**The task**
Each record must be repeated exactly as it stands.

Dataset extract below:

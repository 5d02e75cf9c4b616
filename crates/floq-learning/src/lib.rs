//! Real-time learning feedback for the vibe engine.
//!
//! Records user corrections and other learning moments in a bounded
//! log, detects simple temporal and venue patterns as corrections
//! arrive, and exposes a snapshot the UI renders as "what I've learned".

pub mod clock;
pub mod detection;
pub mod dispatcher;
pub mod feedback;
mod narrative;
pub mod types;

pub use clock::{Clock, ManualClock, SystemClock};
pub use dispatcher::{LearningEventHandler, SubscriptionId};
pub use feedback::{CorrectionOutcome, RealTimeLearningFeedback};
pub use narrative::next_milestone;
pub use types::{
    EventDetail, LearningEvent, LearningEventKind, LearningFeedback, LearningStats,
    ParseLearningError, PatternType,
};
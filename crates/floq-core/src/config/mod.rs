//! Layered configuration: defaults, then TOML, then environment overrides.

pub mod engine;
pub mod learning;

use std::path::Path;

use serde::{Deserialize, Serialize};

use crate::constants::PATTERNS_ENV_VAR;
use crate::errors::ConfigError;

pub use engine::{CircadianConfig, EngineConfig, HourWindow, DEFAULT_HOURLY_CURVE};
pub use learning::LearningConfig;

/// Top-level configuration.
#[derive(Debug, Clone, Default, PartialEq, Serialize, Deserialize)]
#[serde(default)]
pub struct FloqConfig {
    pub engine: EngineConfig,
    pub learning: LearningConfig,
}

impl FloqConfig {
    /// Parse and validate a TOML string. Missing sections use defaults.
    pub fn from_toml(toml_str: &str) -> Result<Self, ConfigError> {
        let config: FloqConfig = toml::from_str(toml_str)?;
        config.validate()?;
        Ok(config)
    }

    /// Load from a file, falling back to defaults when it does not exist,
    /// then apply environment overrides.
    pub fn load(path: &Path) -> Result<Self, ConfigError> {
        let mut config = if path.exists() {
            let contents = std::fs::read_to_string(path).map_err(|source| ConfigError::Io {
                path: path.to_path_buf(),
                source,
            })?;
            Self::from_toml(&contents)?
        } else {
            tracing::debug!(path = %path.display(), "config file not found, using defaults");
            Self::default()
        };
        config.apply_env_overrides();
        Ok(config)
    }

    /// Apply `FLOQ_USE_PATTERNS` if set to a recognizable boolean.
    pub fn apply_env_overrides(&mut self) {
        if let Ok(raw) = std::env::var(PATTERNS_ENV_VAR) {
            self.apply_patterns_override(&raw);
        }
    }

    fn apply_patterns_override(&mut self, raw: &str) {
        match parse_flag(raw) {
            Some(enabled) => self.engine.patterns_enabled = enabled,
            None => tracing::warn!(
                var = PATTERNS_ENV_VAR,
                value = raw,
                "ignoring unrecognized boolean override"
            ),
        }
    }

    pub fn validate(&self) -> Result<(), ConfigError> {
        self.engine.validate()?;
        self.learning.validate()
    }
}

fn parse_flag(raw: &str) -> Option<bool> {
    match raw.trim().to_ascii_lowercase().as_str() {
        "1" | "true" | "yes" | "on" => Some(true),
        "0" | "false" | "no" | "off" | "" => Some(false),
        _ => None,
    }
}
//! Logging binding: `initTracing()`.

use napi_derive::napi;

/// Install the tracing subscriber. Returns false if one was already set.
///
/// @param filter - Optional `EnvFilter` directive; falls back to `FLOQ_LOG`, then `info`.
#[napi(js_name = "initTracing")]
pub fn init_tracing(filter: Option<String>) -> bool {
    floq_core::logging::init_tracing(filter.as_deref())
}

End of Dataset extract.

**Finished exercise**
repository 5d02e75cf9c4b616
filename crates/floq-learning/src/lib.rs
//! Real-time learning feedback for the vibe engine.
//!
//! Records user corrections and other learning moments in a bounded
//! log, detects simple temporal and venue patterns as corrections
//! arrive, and exposes a snapshot the UI renders as "what I've learned".

pub mod clock;
pub mod detection;
pub mod dispatcher;
pub mod feedback;
mod narrative;
pub mod types;

pub use clock::{Clock, ManualClock, SystemClock};
pub use dispatcher::{LearningEventHandler, SubscriptionId};
pub use feedback::{CorrectionOutcome, RealTimeLearningFeedback};
pub use narrative::next_milestone;
pub use types::{
    EventDetail, LearningEvent, LearningEventKind, LearningFeedback, LearningStats,
    ParseLearningError, PatternType,
};
filename crates/floq-core/src/config/mod.rs
//! Layered configuration: defaults, then TOML, then environment overrides.

pub mod engine;
pub mod learning;

use std::path::Path;

use serde::{Deserialize, Serialize};

use crate::constants::PATTERNS_ENV_VAR;
use crate::errors::ConfigError;

pub use engine::{CircadianConfig, EngineConfig, HourWindow, DEFAULT_HOURLY_CURVE};
pub use learning::LearningConfig;

/// Top-level configuration.
#[derive(Debug, Clone, Default, PartialEq, Serialize, Deserialize)]
#[serde(default)]
pub struct FloqConfig {
    pub engine: EngineConfig,
    pub learning: LearningConfig,
}

impl FloqConfig {
    /// Parse and validate a TOML string. Missing sections use defaults.
    pub fn from_toml(toml_str: &str) -> Result<Self, ConfigError> {
        let config: FloqConfig = toml::from_str(toml_str)?;
        config.validate()?;
        Ok(config)
    }

    /// Load from a file, falling back to defaults when it does not exist,
    /// then apply environment overrides.
    pub fn load(path: &Path) -> Result<Self, ConfigError> {
        let mut config = if path.exists() {
            let contents = std::fs::read_to_string(path).map_err(|source| ConfigError::Io {
                path: path.to_path_buf(),
                source,
            })?;
            Self::from_toml(&contents)?
        } else {
            tracing::debug!(path = %path.display(), "config file not found, using defaults");
            Self::default()
        };
        config.apply_env_overrides();
        Ok(config)
    }

    /// Apply `FLOQ_USE_PATTERNS` if set to a recognizable boolean.
    pub fn apply_env_overrides(&mut self) {
        if let Ok(raw) = std::env::var(PATTERNS_ENV_VAR) {
            self.apply_patterns_override(&raw);
        }
    }

    fn apply_patterns_override(&mut self, raw: &str) {
        match parse_flag(raw) {
            Some(enabled) => self.engine.patterns_enabled = enabled,
            None => tracing::warn!(
                var = PATTERNS_ENV_VAR,
                value = raw,
                "ignoring unrecognized boolean override"
            ),
        }
    }

    pub fn validate(&self) -> Result<(), ConfigError> {
        self.engine.validate()?;
        self.learning.validate()
    }
}

fn parse_flag(raw: &str) -> Option<bool> {
    match raw.trim().to_ascii_lowercase().as_str() {
        "1" | "true" | "yes" | "on" => Some(true),
        "0" | "false" | "no" | "off" | "" => Some(false),
        _ => None,
    }
}
//! Logging binding: `initTracing()`.

use napi_derive::napi;

/// Install the tracing subscriber. Returns false if one was already set.
///
/// @param filter - Optional `EnvFilter` directive; falls back to `FLOQ_LOG`, then `info`.
#[napi(js_name = "initTracing")]
pub fn init_tracing(filter: Option<String>) -> bool {
    floq_core::logging::init_tracing(filter.as_deref())
}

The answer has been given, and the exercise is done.